In the listing below, count each line that contains "replace". The reply is that count and nothing else.
────────────────────────────────────────
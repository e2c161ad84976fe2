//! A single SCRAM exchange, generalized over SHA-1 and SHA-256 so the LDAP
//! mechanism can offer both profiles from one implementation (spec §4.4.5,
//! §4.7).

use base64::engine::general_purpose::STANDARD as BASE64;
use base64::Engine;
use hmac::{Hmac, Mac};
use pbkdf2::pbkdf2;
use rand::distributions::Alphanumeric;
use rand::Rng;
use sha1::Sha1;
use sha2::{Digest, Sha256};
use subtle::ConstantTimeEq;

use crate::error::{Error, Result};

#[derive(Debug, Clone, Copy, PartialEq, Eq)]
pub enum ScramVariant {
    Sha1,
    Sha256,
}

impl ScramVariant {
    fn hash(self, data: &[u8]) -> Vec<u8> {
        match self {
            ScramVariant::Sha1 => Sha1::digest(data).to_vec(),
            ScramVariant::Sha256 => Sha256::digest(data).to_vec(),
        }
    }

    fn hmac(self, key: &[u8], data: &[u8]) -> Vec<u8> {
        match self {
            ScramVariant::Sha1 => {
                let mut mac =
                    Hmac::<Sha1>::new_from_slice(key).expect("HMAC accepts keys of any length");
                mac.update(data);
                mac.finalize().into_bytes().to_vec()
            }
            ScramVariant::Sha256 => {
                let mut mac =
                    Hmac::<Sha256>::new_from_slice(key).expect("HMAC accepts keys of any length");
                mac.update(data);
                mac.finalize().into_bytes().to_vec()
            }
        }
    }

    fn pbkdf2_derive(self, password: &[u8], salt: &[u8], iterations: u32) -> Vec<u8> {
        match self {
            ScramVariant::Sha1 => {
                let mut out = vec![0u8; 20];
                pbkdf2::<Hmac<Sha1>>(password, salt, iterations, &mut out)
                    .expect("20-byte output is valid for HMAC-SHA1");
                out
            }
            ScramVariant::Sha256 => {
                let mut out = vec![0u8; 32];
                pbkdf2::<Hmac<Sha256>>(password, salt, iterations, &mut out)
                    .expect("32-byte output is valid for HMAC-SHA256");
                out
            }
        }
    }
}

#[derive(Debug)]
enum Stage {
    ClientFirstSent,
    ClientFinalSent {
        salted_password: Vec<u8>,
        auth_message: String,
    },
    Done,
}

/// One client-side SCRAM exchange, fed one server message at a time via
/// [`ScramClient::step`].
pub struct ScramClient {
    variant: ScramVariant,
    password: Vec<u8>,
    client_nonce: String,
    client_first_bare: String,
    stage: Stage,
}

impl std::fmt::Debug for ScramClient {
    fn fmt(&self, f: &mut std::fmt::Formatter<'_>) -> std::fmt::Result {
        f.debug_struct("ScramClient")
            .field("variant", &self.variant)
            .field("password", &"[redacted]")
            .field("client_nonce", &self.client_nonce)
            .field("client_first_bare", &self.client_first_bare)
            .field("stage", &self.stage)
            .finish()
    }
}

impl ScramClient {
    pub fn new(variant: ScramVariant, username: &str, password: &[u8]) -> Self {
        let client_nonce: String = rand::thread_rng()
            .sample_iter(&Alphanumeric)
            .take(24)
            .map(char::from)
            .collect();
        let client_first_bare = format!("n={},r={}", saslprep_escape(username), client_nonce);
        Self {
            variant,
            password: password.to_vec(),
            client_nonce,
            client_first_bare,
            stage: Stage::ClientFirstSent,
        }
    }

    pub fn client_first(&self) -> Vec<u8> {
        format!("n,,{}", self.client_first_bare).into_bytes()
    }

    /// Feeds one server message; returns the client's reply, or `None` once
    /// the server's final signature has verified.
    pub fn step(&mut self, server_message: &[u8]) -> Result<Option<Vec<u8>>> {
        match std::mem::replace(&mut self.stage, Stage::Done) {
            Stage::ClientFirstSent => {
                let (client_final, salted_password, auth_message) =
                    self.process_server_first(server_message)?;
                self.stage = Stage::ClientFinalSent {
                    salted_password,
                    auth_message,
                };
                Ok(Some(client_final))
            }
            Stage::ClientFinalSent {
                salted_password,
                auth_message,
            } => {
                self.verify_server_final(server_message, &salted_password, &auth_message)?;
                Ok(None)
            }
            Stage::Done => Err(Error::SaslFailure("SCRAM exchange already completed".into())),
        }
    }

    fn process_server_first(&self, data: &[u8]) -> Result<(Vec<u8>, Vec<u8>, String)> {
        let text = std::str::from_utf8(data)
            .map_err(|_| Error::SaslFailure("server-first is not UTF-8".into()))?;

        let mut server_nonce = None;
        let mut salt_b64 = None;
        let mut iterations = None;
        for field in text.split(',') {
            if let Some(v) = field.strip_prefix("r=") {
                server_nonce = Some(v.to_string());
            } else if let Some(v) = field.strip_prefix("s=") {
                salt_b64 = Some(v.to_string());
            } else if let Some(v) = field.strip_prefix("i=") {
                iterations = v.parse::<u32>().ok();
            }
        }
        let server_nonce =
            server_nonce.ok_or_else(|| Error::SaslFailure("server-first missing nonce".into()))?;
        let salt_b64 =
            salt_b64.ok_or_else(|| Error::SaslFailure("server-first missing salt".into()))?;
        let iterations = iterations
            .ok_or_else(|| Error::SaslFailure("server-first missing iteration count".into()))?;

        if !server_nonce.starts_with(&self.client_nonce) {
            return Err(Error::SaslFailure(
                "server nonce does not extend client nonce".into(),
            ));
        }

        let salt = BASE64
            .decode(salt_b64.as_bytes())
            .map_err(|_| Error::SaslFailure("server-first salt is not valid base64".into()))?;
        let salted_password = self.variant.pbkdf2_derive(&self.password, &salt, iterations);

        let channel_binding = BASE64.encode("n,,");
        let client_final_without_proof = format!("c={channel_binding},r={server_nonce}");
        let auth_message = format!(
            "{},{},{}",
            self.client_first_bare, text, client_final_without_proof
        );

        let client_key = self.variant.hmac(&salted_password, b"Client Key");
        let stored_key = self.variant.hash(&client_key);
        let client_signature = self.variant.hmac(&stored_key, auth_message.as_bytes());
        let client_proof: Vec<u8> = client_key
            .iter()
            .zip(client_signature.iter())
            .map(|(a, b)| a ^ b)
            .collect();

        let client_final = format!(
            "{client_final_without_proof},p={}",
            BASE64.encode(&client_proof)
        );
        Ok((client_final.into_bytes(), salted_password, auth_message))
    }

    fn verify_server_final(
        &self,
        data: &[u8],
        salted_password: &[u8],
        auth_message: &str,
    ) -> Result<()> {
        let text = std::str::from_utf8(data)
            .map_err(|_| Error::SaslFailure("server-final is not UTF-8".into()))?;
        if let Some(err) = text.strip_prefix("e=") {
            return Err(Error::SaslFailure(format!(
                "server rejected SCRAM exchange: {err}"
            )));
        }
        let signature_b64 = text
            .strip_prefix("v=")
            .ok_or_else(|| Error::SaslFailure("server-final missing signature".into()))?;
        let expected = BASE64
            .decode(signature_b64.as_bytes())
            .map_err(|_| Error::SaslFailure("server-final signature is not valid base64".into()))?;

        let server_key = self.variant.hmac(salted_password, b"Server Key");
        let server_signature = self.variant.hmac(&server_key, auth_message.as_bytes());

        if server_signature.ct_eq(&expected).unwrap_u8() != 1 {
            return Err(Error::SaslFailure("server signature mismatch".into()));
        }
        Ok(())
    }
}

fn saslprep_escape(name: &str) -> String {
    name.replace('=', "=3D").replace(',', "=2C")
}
────────────────────────────────────────
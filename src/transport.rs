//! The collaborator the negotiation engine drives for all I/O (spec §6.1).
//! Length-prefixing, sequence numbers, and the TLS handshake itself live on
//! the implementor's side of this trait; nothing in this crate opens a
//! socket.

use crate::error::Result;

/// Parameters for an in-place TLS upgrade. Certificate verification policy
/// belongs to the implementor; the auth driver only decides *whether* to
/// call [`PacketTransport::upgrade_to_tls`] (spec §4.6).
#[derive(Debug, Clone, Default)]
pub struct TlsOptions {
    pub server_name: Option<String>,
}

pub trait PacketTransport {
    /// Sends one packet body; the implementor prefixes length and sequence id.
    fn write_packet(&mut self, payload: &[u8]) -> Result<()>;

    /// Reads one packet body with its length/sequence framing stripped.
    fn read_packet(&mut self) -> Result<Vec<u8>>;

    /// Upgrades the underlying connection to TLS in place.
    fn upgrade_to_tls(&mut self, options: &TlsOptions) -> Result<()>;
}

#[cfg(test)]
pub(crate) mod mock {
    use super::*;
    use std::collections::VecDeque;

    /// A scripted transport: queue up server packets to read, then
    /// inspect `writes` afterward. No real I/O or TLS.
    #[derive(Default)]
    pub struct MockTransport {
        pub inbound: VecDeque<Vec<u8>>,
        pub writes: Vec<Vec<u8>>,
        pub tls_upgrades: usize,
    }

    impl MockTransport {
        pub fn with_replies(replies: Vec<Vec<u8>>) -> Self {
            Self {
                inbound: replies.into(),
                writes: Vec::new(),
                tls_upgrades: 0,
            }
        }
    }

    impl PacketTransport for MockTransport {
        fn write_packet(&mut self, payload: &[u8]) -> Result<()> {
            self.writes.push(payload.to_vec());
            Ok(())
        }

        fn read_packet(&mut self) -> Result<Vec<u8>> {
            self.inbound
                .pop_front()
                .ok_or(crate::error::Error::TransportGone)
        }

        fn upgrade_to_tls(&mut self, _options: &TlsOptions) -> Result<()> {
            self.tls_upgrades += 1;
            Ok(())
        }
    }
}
────────────────────────────────────────
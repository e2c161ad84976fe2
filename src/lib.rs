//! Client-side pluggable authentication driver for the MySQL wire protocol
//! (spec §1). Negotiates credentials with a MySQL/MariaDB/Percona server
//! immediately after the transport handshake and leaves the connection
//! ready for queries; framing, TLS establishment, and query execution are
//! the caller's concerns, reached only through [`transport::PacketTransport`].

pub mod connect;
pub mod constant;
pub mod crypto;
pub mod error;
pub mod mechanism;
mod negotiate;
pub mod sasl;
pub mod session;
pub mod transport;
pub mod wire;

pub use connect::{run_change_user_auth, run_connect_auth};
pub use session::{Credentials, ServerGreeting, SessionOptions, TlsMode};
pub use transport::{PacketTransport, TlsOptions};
────────────────────────────────────────
> **Completed task**
2